- _Input data_
╔══

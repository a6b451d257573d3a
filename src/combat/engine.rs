//! Combat resolution
//!
//! Fights are fully deterministic: the player strikes first every round with
//! their best weapon, and the monster answers unless it has already fallen.

use crate::data::GameRules;
use crate::entities::{Archetype, Monster, Player};
use crate::items::{Item, ItemCategory};

/// How a fight ended
#[derive(Debug, Clone, Copy, PartialEq, Eq)]
pub enum CombatOutcome {
    /// Monster slain, reward paid
    Victory,
    /// Player health reached zero
    Defeat,
    /// No weapon; the unarmed penalty was applied
    Retreated,
    /// Boss refused for lack of a qualifying loadout; nothing changed
    Unprepared,
}

impl CombatOutcome {
    pub fn is_victory(&self) -> bool {
        matches!(self, CombatOutcome::Victory)
    }
}

/// One exchange of blows
#[derive(Debug, Clone, Copy, PartialEq, Eq)]
pub struct Round {
    pub damage_dealt: i32,
    pub monster_health: i32,
    /// Raw attack of the monster, before armor
    pub monster_attack: i32,
    /// `None` when the monster fell before it could answer
    pub damage_taken: Option<i32>,
    pub player_health: i32,
}

/// Everything that happened in a fight
#[derive(Debug, Clone, PartialEq, Eq)]
pub struct CombatReport {
    pub archetype: Archetype,
    pub outcome: CombatOutcome,
    pub weapon: Option<Item>,
    pub armor: Option<Item>,
    /// Health removed by the unarmed penalty, if it applied
    pub penalty: Option<i32>,
    pub rounds: Vec<Round>,
    pub gold_reward: u32,
}

impl CombatReport {
    fn aborted(archetype: Archetype, outcome: CombatOutcome) -> Self {
        Self {
            archetype,
            outcome,
            weapon: None,
            armor: None,
            penalty: None,
            rounds: Vec::new(),
            gold_reward: 0,
        }
    }
}

/// Damage a monster deals through the given armor
pub fn damage_taken(attack: i32, armor: Option<&Item>, min_damage: i32) -> i32 {
    let reduction = armor.map(|a| a.power).unwrap_or(0);
    (attack - reduction).max(min_damage)
}

/// Resolve a fight between the player and a fresh monster of `archetype`
pub fn resolve(player: &mut Player, archetype: Archetype, rules: &GameRules) -> CombatReport {
    let Some(weapon) = player.inventory().best_of_category(ItemCategory::Weapon).cloned() else {
        player.change_health(-rules.unarmed_penalty);
        log::info!("{} retreated without a weapon", player.name());
        let mut report = CombatReport::aborted(archetype, CombatOutcome::Retreated);
        report.penalty = Some(rules.unarmed_penalty);
        return report;
    };

    if archetype.is_boss() && !player.inventory().has_qualifying_loadout() {
        log::info!("{} is not equipped to face the {}", player.name(), archetype.name());
        return CombatReport::aborted(archetype, CombatOutcome::Unprepared);
    }

    let armor = player.inventory().best_of_category(ItemCategory::Armor).cloned();
    let mut monster = Monster::spawn(archetype, rules);
    let mut rounds = Vec::new();

    while player.is_alive() && !monster.is_dead() {
        let monster_health = monster.take_damage(weapon.power);
        let taken = if monster.is_dead() {
            None
        } else {
            let damage = damage_taken(monster.attack, armor.as_ref(), rules.min_damage);
            player.change_health(-damage);
            Some(damage)
        };
        let round = Round {
            damage_dealt: weapon.power,
            monster_health,
            monster_attack: monster.attack,
            damage_taken: taken,
            player_health: player.health(),
        };
        log::debug!("Round {}: {:?}", rounds.len() + 1, round);
        rounds.push(round);
    }

    let (outcome, gold_reward) = if player.is_alive() {
        player.add_gold(rules.victory_reward);
        (CombatOutcome::Victory, rules.victory_reward)
    } else {
        (CombatOutcome::Defeat, 0)
    };
    log::info!(
        "{} vs {}: {:?} after {} rounds (health {})",
        player.name(),
        monster.name(),
        outcome,
        rounds.len(),
        player.health()
    );

    CombatReport {
        archetype,
        outcome,
        weapon: Some(weapon),
        armor,
        penalty: None,
        rounds,
        gold_reward,
    }
}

╚══

- _Task details_
The lines to return are those in the records above that hold the word "GameRules".

- _Response below_
use crate::data::GameRules;
pub fn resolve(player: &mut Player, archetype: Archetype, rules: &GameRules) -> CombatReport {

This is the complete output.